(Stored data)

>>

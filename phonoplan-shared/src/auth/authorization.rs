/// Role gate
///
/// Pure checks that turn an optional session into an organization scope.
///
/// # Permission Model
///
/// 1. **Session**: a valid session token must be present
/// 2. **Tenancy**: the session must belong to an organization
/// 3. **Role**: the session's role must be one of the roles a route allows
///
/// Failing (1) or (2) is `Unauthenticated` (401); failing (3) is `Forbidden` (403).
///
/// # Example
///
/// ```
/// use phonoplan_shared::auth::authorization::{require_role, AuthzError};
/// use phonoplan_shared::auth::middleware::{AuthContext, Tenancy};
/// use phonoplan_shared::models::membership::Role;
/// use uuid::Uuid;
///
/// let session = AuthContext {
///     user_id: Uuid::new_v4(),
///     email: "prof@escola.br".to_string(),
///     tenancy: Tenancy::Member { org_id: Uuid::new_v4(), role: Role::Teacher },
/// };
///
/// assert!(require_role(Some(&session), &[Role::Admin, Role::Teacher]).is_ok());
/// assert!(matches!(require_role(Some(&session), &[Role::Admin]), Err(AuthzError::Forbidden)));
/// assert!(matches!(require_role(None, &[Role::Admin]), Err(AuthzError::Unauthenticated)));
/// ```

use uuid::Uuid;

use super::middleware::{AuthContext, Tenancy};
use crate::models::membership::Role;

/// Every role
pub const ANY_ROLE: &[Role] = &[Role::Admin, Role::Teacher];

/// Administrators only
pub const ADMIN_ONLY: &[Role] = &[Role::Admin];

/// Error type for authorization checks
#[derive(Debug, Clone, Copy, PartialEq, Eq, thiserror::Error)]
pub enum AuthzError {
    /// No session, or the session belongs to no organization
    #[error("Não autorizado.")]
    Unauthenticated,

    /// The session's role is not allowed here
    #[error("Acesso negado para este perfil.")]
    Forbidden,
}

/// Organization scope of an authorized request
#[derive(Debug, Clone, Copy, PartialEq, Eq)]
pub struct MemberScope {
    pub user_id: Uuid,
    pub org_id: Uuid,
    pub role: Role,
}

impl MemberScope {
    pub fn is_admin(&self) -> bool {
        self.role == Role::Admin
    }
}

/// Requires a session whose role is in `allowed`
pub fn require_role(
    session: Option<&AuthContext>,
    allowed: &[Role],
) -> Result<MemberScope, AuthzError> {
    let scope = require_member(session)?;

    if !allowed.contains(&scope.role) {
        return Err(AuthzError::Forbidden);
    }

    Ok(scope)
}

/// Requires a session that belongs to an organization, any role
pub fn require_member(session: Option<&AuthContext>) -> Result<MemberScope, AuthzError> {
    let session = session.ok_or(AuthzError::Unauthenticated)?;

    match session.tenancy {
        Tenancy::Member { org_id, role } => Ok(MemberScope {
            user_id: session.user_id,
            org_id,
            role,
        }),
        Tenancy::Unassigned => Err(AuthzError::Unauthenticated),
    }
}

<<
>>

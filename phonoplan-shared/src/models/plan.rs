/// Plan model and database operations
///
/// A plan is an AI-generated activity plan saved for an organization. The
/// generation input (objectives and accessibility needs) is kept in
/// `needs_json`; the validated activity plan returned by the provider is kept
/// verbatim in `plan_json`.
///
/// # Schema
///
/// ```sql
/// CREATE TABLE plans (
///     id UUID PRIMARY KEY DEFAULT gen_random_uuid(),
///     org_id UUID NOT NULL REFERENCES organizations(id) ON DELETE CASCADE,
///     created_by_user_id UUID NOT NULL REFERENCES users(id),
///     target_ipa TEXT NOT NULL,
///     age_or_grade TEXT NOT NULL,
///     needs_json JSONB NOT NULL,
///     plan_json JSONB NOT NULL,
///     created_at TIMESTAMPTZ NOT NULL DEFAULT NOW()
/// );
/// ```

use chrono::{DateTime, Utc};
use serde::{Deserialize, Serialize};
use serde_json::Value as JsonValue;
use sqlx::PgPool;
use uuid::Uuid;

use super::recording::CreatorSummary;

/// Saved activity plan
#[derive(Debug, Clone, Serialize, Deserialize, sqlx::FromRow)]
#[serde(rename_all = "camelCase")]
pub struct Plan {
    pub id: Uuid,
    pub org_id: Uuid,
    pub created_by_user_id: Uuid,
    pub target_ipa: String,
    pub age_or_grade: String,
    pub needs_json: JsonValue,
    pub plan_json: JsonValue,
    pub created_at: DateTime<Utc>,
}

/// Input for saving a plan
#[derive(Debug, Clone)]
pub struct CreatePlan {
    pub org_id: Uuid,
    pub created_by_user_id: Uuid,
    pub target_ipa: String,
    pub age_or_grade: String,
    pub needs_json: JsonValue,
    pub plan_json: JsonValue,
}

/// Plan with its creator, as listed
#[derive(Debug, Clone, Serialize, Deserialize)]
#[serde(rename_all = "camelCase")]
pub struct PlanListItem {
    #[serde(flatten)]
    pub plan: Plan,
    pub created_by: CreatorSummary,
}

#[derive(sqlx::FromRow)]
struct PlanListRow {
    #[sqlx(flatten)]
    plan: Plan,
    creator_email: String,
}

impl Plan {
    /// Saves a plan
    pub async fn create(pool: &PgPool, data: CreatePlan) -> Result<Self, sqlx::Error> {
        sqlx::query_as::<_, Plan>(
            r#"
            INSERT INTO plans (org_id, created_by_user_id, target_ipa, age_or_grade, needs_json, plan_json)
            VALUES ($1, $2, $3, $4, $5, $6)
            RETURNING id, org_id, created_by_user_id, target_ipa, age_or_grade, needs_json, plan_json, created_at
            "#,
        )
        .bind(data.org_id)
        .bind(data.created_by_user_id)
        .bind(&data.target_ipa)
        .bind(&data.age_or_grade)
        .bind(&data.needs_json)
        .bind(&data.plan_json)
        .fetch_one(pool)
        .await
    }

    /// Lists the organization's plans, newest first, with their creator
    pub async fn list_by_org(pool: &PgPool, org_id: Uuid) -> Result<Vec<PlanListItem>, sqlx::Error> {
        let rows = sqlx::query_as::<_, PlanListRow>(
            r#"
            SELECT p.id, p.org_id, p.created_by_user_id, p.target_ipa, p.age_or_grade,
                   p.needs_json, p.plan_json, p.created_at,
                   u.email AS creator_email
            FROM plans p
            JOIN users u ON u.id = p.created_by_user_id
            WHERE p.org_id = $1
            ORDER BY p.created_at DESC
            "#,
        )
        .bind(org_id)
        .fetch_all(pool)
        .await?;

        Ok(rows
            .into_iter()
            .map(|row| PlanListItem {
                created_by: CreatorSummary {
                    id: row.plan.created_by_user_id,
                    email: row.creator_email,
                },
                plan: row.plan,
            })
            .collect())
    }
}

<<

- WHAT IS REQUIRED
Say how many lines above include "Some". The number alone is the answer.

- ANSWER
2